Returning to the army after his parole and exchange in late 1863, Chambers and his unit were transported by rail and water through Mobile and Montgomery to Resaca, Georgia, where they remained for more than a month doing road repairs following the battle at Chattanooga; then they returned to Mobile to man fortifications there. Later in 1864, they were transported back to Georgia where they fought at Lost Mountain, Kennesaw Mountain, and Atlanta. Chambers was wounded near Lost Mountain, Georgia, and describes 20 days of marching before he reached a hospital where the bullet was removed from his shoulder.
Following a 60-day furlough, Chambers joined his unit in West Point, Mississippi, and was transported to the area of Mobile, Alabama, where his unit fought at Blakely. Chambers and several others who had been separated from their units returned overland to Meridian, where on April 22, 1865, they were ordered aboard trains and moved into Alabama. On May 9, 1865, Chambers' diary entry included these words: "I am a soldier no longer." The final entry in the diary is dated May 16, 1865.
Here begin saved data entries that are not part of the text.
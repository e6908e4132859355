//! Server builders and the accept loop.
//!
//! Both processes share one loop: accept a TCP peer and spawn a task
//! that finishes the WebSocket handshake under a deadline, then runs
//! [`handle_connection`] against the shared service. The loop itself
//! never waits on a peer. What differs is the service each builder
//! assembles.

use std::net::SocketAddr;
use std::sync::Arc;
use std::time::Duration;

use roomgate_protocol::JsonCodec;
use roomgate_room::{FixedHostDirectory, HostDirectory, RoomConfig, RoomRegistry};
use roomgate_session::{BootstrapConfig, SessionConfig};
use roomgate_transport::{
    PendingConnection, PendingWebSocket, Transport, WebSocketTransport,
};

use crate::client::RoomClient;
use crate::room_service::RoomService;
use crate::rpc::{Service, handle_connection};
use crate::session_service::{SessionService, spawn_reaper};
use crate::RoomgateError;

/// Connections with no request for this long are closed.
pub const DEFAULT_IDLE_TIMEOUT: Duration = Duration::from_secs(60);

/// Peers must finish the WebSocket handshake within this long.
pub const DEFAULT_HANDSHAKE_TIMEOUT: Duration = Duration::from_secs(10);

/// How often a session host sweeps for idle sessions.
pub const DEFAULT_REAP_INTERVAL: Duration = Duration::from_secs(30);

/// Shorter reap intervals are raised to this.
pub const MIN_REAP_INTERVAL: Duration = Duration::from_millis(100);

/// Pause after a failed `accept` (e.g. out of file descriptors).
const ACCEPT_BACKOFF: Duration = Duration::from_millis(100);

/// Default address of the room broker.
pub const DEFAULT_BROKER_ADDR: &str = "127.0.0.1:8555";

/// Default address of a session host.
pub const DEFAULT_SESSION_HOST_ADDR: &str = "127.0.0.1:8333";

/// A bound RPC server for one [`Service`].
///
/// Call [`run()`](Self::run) to start accepting connections.
pub struct RpcServer<S: Service> {
    transport: WebSocketTransport,
    service: Arc<S>,
    codec: Arc<JsonCodec>,
    idle_timeout: Duration,
    handshake_timeout: Duration,
}

impl<S: Service> RpcServer<S> {
    /// Returns the local address the server is bound to.
    pub fn local_addr(&self) -> std::io::Result<SocketAddr> {
        self.transport.local_addr()
    }

    /// The shared service instance every connection dispatches to.
    pub fn service(&self) -> &Arc<S> {
        &self.service
    }

    /// Runs the accept loop until the task is dropped.
    pub async fn run(mut self) -> Result<(), RoomgateError> {
        tracing::info!(addr = ?self.local_addr().ok(), "server running");

        loop {
            match self.transport.accept().await {
                Ok(pending) => {
                    let service = Arc::clone(&self.service);
                    let codec = Arc::clone(&self.codec);
                    tokio::spawn(serve_peer(
                        pending,
                        service,
                        codec,
                        self.handshake_timeout,
                        self.idle_timeout,
                    ));
                }
                Err(e) => {
                    tracing::error!(error = %e, "accept failed");
                    tokio::time::sleep(ACCEPT_BACKOFF).await;
                }
            }
        }
    }
}

/// Completes one peer's handshake, then serves its requests.
async fn serve_peer<S: Service>(
    pending: PendingWebSocket,
    service: Arc<S>,
    codec: Arc<JsonCodec>,
    handshake_timeout: Duration,
    idle_timeout: Duration,
) {
    let peer = pending.peer_addr();
    let conn = match tokio::time::timeout(handshake_timeout, pending.upgrade()).await {
        Ok(Ok(conn)) => conn,
        Ok(Err(e)) => {
            tracing::debug!(%peer, error = %e, "handshake failed");
            return;
        }
        Err(_) => {
            tracing::debug!(%peer, "handshake timed out");
            return;
        }
    };
    if let Err(e) = handle_connection(conn, service, codec, idle_timeout).await {
        tracing::debug!(%peer, error = %e, "connection ended with error");
    }
}

/// The room broker.
pub type RoomServer<D = FixedHostDirectory> = RpcServer<RoomService<D>>;

/// A session host wired to a room broker over RPC.
pub type SessionServer = RpcServer<SessionService<RoomClient>>;

// ---------------------------------------------------------------------------
// Room broker
// ---------------------------------------------------------------------------

/// Builder for the room broker.
///
/// # Example
///
/// ```rust,no_run
/// use roomgate::prelude::*;
///
/// # async fn run() -> Result<(), RoomgateError> {
/// let server = RoomServerBuilder::new()
///     .bind("0.0.0.0:8555")
///     .build(FixedHostDirectory::new("10.0.0.5", 8333))
///     .await?;
/// server.run().await
/// # }
/// ```
pub struct RoomServerBuilder {
    bind_addr: String,
    room_config: RoomConfig,
    idle_timeout: Duration,
    handshake_timeout: Duration,
}

impl RoomServerBuilder {
    pub fn new() -> Self {
        Self {
            bind_addr: DEFAULT_BROKER_ADDR.to_string(),
            room_config: RoomConfig::default(),
            idle_timeout: DEFAULT_IDLE_TIMEOUT,
            handshake_timeout: DEFAULT_HANDSHAKE_TIMEOUT,
        }
    }

    pub fn bind(mut self, addr: &str) -> Self {
        self.bind_addr = addr.to_string();
        self
    }

    pub fn room_config(mut self, config: RoomConfig) -> Self {
        self.room_config = config;
        self
    }

    pub fn idle_timeout(mut self, timeout: Duration) -> Self {
        self.idle_timeout = timeout;
        self
    }

    pub fn handshake_timeout(mut self, timeout: Duration) -> Self {
        self.handshake_timeout = timeout;
        self
    }

    /// Binds the listener. Started rooms are placed via `directory`.
    pub async fn build<D: HostDirectory>(
        self,
        directory: D,
    ) -> Result<RoomServer<D>, RoomgateError> {
        let transport = WebSocketTransport::bind(&self.bind_addr).await?;
        let rooms = RoomRegistry::new(self.room_config, directory);

        Ok(RpcServer {
            transport,
            service: Arc::new(RoomService::new(rooms)),
            codec: Arc::new(JsonCodec),
            idle_timeout: self.idle_timeout,
            handshake_timeout: self.handshake_timeout,
        })
    }
}

impl Default for RoomServerBuilder {
    fn default() -> Self {
        Self::new()
    }
}

// ---------------------------------------------------------------------------
// Session host
// ---------------------------------------------------------------------------

/// Builder for a session host.
pub struct SessionServerBuilder {
    bind_addr: String,
    broker_addr: String,
    session_config: SessionConfig,
    bootstrap_config: BootstrapConfig,
    idle_timeout: Duration,
    handshake_timeout: Duration,
    reap_interval: Duration,
}

impl SessionServerBuilder {
    pub fn new() -> Self {
        Self {
            bind_addr: DEFAULT_SESSION_HOST_ADDR.to_string(),
            broker_addr: DEFAULT_BROKER_ADDR.to_string(),
            session_config: SessionConfig::default(),
            bootstrap_config: BootstrapConfig::default(),
            idle_timeout: DEFAULT_IDLE_TIMEOUT,
            handshake_timeout: DEFAULT_HANDSHAKE_TIMEOUT,
            reap_interval: DEFAULT_REAP_INTERVAL,
        }
    }

    pub fn bind(mut self, addr: &str) -> Self {
        self.bind_addr = addr.to_string();
        self
    }

    /// Address of the room broker that sessions hydrate from.
    pub fn broker(mut self, addr: &str) -> Self {
        self.broker_addr = addr.to_string();
        self
    }

    pub fn session_config(mut self, config: SessionConfig) -> Self {
        self.session_config = config;
        self
    }

    pub fn bootstrap_config(mut self, config: BootstrapConfig) -> Self {
        self.bootstrap_config = config;
        self
    }

    pub fn idle_timeout(mut self, timeout: Duration) -> Self {
        self.idle_timeout = timeout;
        self
    }

    pub fn handshake_timeout(mut self, timeout: Duration) -> Self {
        self.handshake_timeout = timeout;
        self
    }

    /// Sets the idle-session sweep period, at least [`MIN_REAP_INTERVAL`].
    pub fn reap_interval(mut self, every: Duration) -> Self {
        self.reap_interval = every.max(MIN_REAP_INTERVAL);
        self
    }

    /// Binds the listener and starts the idle-session reaper.
    ///
    /// The reaper stops once the server and its service are dropped.
    pub async fn build(self) -> Result<SessionServer, RoomgateError> {
        let transport = WebSocketTransport::bind(&self.bind_addr).await?;
        let broker = RoomClient::new(self.broker_addr)
            .with_timeout(self.bootstrap_config.upstream_timeout);
        let service = Arc::new(SessionService::new(
            broker,
            self.session_config,
            self.bootstrap_config,
        ));
        spawn_reaper(Arc::downgrade(&service), self.reap_interval);

        Ok(RpcServer {
            transport,
            service,
            codec: Arc::new(JsonCodec),
            idle_timeout: self.idle_timeout,
            handshake_timeout: self.handshake_timeout,
        })
    }
}

impl Default for SessionServerBuilder {
    fn default() -> Self {
        Self::new()
    }
}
After his return from the war, Chambers married Sarah Robertson and returned to teaching school. In later years he lived in Hattiesburg, Mississippi, where he worked in the office of the Chancery Clerk of Forrest County. He was active in the United Confederate Veterans Camp, holding the office of Adjutant at his death in 1916.
This collection consists of a copy of pages 225-386, volume V, centenary series, of the Publications of the Mississippi Historical Society, a transcription of the Civil War diary of Confederate soldier William Pitt Chambers.
The diary itself is preceded by a preface written by Ruth Polk, presumably the editor of the diary, and a brief biographical sketch of William Pitt Chambers. Chambers himself wrote an introduction reviewing the military units in which he had served and a preface in which he explained that at the surrender of the Confederate armies in 1865, he had several hundred pages of notes written daily during his military service. In 1891 he revised these original notes to form the existing personal narrative which he entitled "My Journal."
Chambers' narrative, which is referred to here as a diary, is remarkable in its detailed account of Civil War experiences. Its language is clear and precise, its commentary thorough. The author rarely, if ever, neglects to mention names and places involved. Therefore, the diary gives an in-depth look into Mississippi war-time experiences from Shiloh through the siege of Vicksburg to the surrender at Citronelle, Alabama.
Although not present at the battles at Corinth and Chattanooga, the author comments on war rumors concerning such battles. He records the number of prisoners and wounded brought in from trains out of the north.
Other matters reflected in the diary include the importance of water and railway transportation to the Southern war effort and the politics of electing officers. Chambers points out inefficiencies observed in the chain of command, but he is by no means disloyal.